Distal radius fractures most often occur as a result of a fall onto the outstretched hand. Randsborg and colleagues reported that activity-related fracture was most common during soccer and the highest fracture rate involved snowboarding. Snowboarding conferred a fracture risk 5 times greater than during trampoline-related activities and 4 times greater than in soccer. Other activities with high fracture risk include handball, rollerblading, and playground activities.
Clinical Evaluation
Initial evaluation of the patient with injury to the wrist and forearm should focus on the soft tissue and neurovascular status. The area of injury must be meticulously inspected for abrasions, lacerations, and the possibility of an open fracture. Although soft-tissue swelling is expected in the setting of musculoskeletal trauma, the clinician should evaluate the forearm compartments and remain vigilant in identifying a developing compartment syndrome. Compartment syndrome in the uncooperative pediatric patient can, at times, be difficult to detect. Cardinal signs of an acute compartment syndrome in a child include an agitated , inconsolable child appearing anxious and requiring an increasing amount of analgesia . This condition can be remembered conveniently as the “Three A’s” of pediatric compartment syndrome. Perfusion of the distal extremity may be evaluated by examining radial artery pulse, capillary refill, and temperature of the digits. Neurologic examination consists of inspecting for sensory deficits in the radial, ulnar, and median nerve distributions. Although difficult to assess in a pediatric patient in an acute fracture setting, an attempt should be made to evaluate the anterior interosseus, posterior interosseus, and median and ulnar nerve motor function. The remainder of the involved extremity should be carefully evaluated for concomitant injury, as the patient often may be distracted by their most painful injury.

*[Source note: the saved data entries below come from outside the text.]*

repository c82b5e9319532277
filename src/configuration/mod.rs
pub mod config;
//! The simulation kernel
//!
//! [`Simulation::step`] runs the whole per-step pipeline synchronously:
//!
//! 1. flush particles queued by deferred insertion,
//! 2. optional spontaneous electron/positron pair creation,
//! 3. contact pass: resolve collisions, using the octree only to find
//!    neighbours in Barnes–Hut mode,
//! 4. force pass over the survivors (tree walk over a tree rebuilt without
//!    the removed particles, or exact pairwise); any non-finite force aborts
//!    the step,
//! 5. integrate velocities and positions, bouncing off the box,
//! 6. record trails, drop removed particles, add particles spawned this step
//!    and rebuild the tree over the compacted list.
//!
//! A particle removed by a collision never acts as a force source, not even
//! inside a far-field aggregate. Between steps the tree is only extended by
//! immediate insertion.

use std::ops::ControlFlow;

use rand::rngs::StdRng;
use rand::{Rng, SeedableRng};

use crate::error::SimulationError;
use super::barnes_hut::{enclosing_cube, Source, SpatialTree};
use super::bounding_box::BoundingBox;
use super::collision::{self, CollisionParams, Interaction};
use super::engine::Engine;
use super::forces::{Coulomb, ForceSet, NewtonianGravity, PointSource};
use super::integrator::{advance, record_path};
use super::params::Parameters;
use super::particle::{Particle, ParticleKind};
use super::vector::{NVec3, VectorExt};

pub struct Simulation {
    pub engine: Engine,
    pub params: Parameters,
    particles: Vec<Particle>,
    pending: Vec<Particle>, // deferred insertions
    spawned: Vec<Particle>, // created during the current force pass
    bbox: BoundingBox,
    tree: Option<SpatialTree>,
    rng: StdRng,
    t: f64,
    steps: u64,
}
//! Disconnect-before-reply semantics: calls already written to the wire fail
//! fast, calls still waiting in the outbound queue survive the reconnect and
//! drain in order.

use std::sync::Arc;
use std::time::Duration;

use lablink::channel::{ChannelArgs, ChannelHandle};
use lablink::core::{
    ChannelError, FixedDelayReconnect, KEEPALIVE_ENDPOINT, LivenessConfig, ReconnectStrategy,
};
use lablink::testing::{
    MockTransport, NoReconnect, RecordingPageHost, answer_keepalive, decode_outbound, invoke_reply,
    mock_link,
};
use sonic_rs::JsonValueTrait;

fn idle_liveness() -> LivenessConfig {
    LivenessConfig {
        keepalive_interval: Duration::from_secs(60),
        confirm_timeout: Duration::from_secs(30),
        startup_failsafe: Duration::from_secs(60),
    }
}

fn channel_args<R: ReconnectStrategy>(
    transport: MockTransport,
    page: Arc<RecordingPageHost>,
    reconnect: R,
) -> ChannelArgs<RecordingPageHost, R, MockTransport> {
    ChannelArgs {
        url: "ws://mock.test/ws/wave1/kestrel/".to_string(),
        transport,
        reconnect,
        page,
        liveness: idle_liveness(),
        outbound_capacity: 64,
    }
}

#[tokio::test]
async fn sent_call_fails_fast_on_disconnect_and_fresh_call_succeeds() {
    let (transport, mut listener) = mock_link();
    let page = Arc::new(RecordingPageHost::with_page("page1"));
    let handle = ChannelHandle::spawn(channel_args(
        transport,
        page,
        FixedDelayReconnect::new(Duration::from_millis(100)),
    ));

    handle.open().await.unwrap();
    let mut server = listener.accept().await.unwrap();
    answer_keepalive(&mut server).await;

    // Call goes out on the wire, but the server never answers.
    let caller = handle.clone();
    let orphan = tokio::spawn(async move { caller.hello().await });
    let frame = server
        .recv_outbound_timeout(Duration::from_secs(5))
        .await
        .expect("call envelope expected");
    assert_eq!(decode_outbound(&frame).unwrap().endpoint, KEEPALIVE_ENDPOINT);

    server.drop_socket();

    let err = orphan.await.unwrap().expect_err("orphaned call must fail");
    assert!(matches!(err, ChannelError::DisconnectedBeforeReply));

    // A fresh call after the reconnect resolves normally. The orphan's
    // envelope was already sent, so nothing drains ahead of the new traffic.
    let mut server = listener
        .accept_timeout(Duration::from_secs(5))
        .await
        .expect("reconnect expected");
    answer_keepalive(&mut server).await;

    let caller = handle.clone();
    let fresh = tokio::spawn(async move { caller.hello().await });
    let frame = server
        .recv_outbound_timeout(Duration::from_secs(5))
        .await
        .expect("fresh call envelope expected");
    let envelope = decode_outbound(&frame).unwrap();
    server
        .send_text(invoke_reply(&envelope.future, "\"ok\"", false))
        .unwrap();

    let value = fresh.await.unwrap().unwrap();
    assert_eq!(value.as_str(), Some("ok"));
}

#[tokio::test]
async fn queued_unsent_call_survives_reconnect() {
    let (transport, mut listener) = mock_link();
    let page = Arc::new(RecordingPageHost::with_page("page1"));
    let handle = ChannelHandle::spawn(channel_args(
        transport,
        page,
        FixedDelayReconnect::new(Duration::from_millis(100)),
    ));

    handle.open().await.unwrap();
    let mut server = listener.accept().await.unwrap();
    answer_keepalive(&mut server).await;

    // Take the connection down, then issue a call while disconnected.
    drop(server);
    tokio::time::sleep(Duration::from_millis(20)).await;

    let caller = handle.clone();
    let queued = tokio::spawn(async move { caller.call("later", sonic_rs::json!(41)).await });

    let mut server = listener
        .accept_timeout(Duration::from_secs(5))
        .await
        .expect("reconnect expected");
    let frame = server
        .recv_outbound_timeout(Duration::from_secs(5))
        .await
        .expect("queued call drains first");
    let envelope = decode_outbound(&frame).unwrap();
    assert_eq!(envelope.endpoint, "later");
    server
        .send_text(invoke_reply(&envelope.future, "42", false))
        .unwrap();

    let value = queued.await.unwrap().unwrap();
    assert_eq!(value.as_i64(), Some(42));
}

#[tokio::test]
async fn explicit_close_rejects_pending_calls() {
    let (transport, mut listener) = mock_link();
    let page = Arc::new(RecordingPageHost::with_page("page1"));
    let handle = ChannelHandle::spawn(channel_args(transport, page, NoReconnect));

    handle.open().await.unwrap();
    let mut server = listener.accept().await.unwrap();
    answer_keepalive(&mut server).await;

    let caller = handle.clone();
    let pending = tokio::spawn(async move { caller.call("stuck", sonic_rs::json!(null)).await });
    server
        .recv_outbound_timeout(Duration::from_secs(5))
        .await
        .expect("call envelope expected");

    handle.close().await.unwrap();

    let err = pending.await.unwrap().expect_err("close must reject");
    assert!(matches!(err, ChannelError::Closed));
}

Plain film imaging of the distal forearm fracture is, in most cases, sufficient for diagnosis and management of distal forearm fractures. It is imperative to obtain adequate anterior-posterior and lateral views of the fracture site. If physical examination reveals pain or decreased range of motion in other sites, additional imaging should be obtained to rule out associated fractures. Computed tomographic (CT) scan and MRI have a limited role in the acute fracture setting but may be useful in the management of chronic sequelae, such as malunion and growth arrest.
Nonsurgical treatment
Fracture characteristics that may affect treatment include skin integrity, neurovascular status, and fracture displacement. The vast majority of distal radius fractures, however, are closed injuries without neurovascular compromise and are effectively treated with casting alone or closed reduction and cast immobilization.
Metaphyseal Fractures
See Fig. 1 for 4 different examples of metaphyseal fracture patterns.
Torus fractures
A torus or buckle fracture refers to a unicortical, metaphyseal fracture most often resulting from a fall onto an outstretched hand. The cortex under compression, most commonly the dorsal cortex, fails or buckles, whereas the cortex under tension, most commonly the volar cortex, remains intact. Because of the intact cortex, these fractures are inherently stable. On examination, significant swelling or deformity is usually not seen. Point tenderness on the distal radial metaphysis confirms the diagnosis.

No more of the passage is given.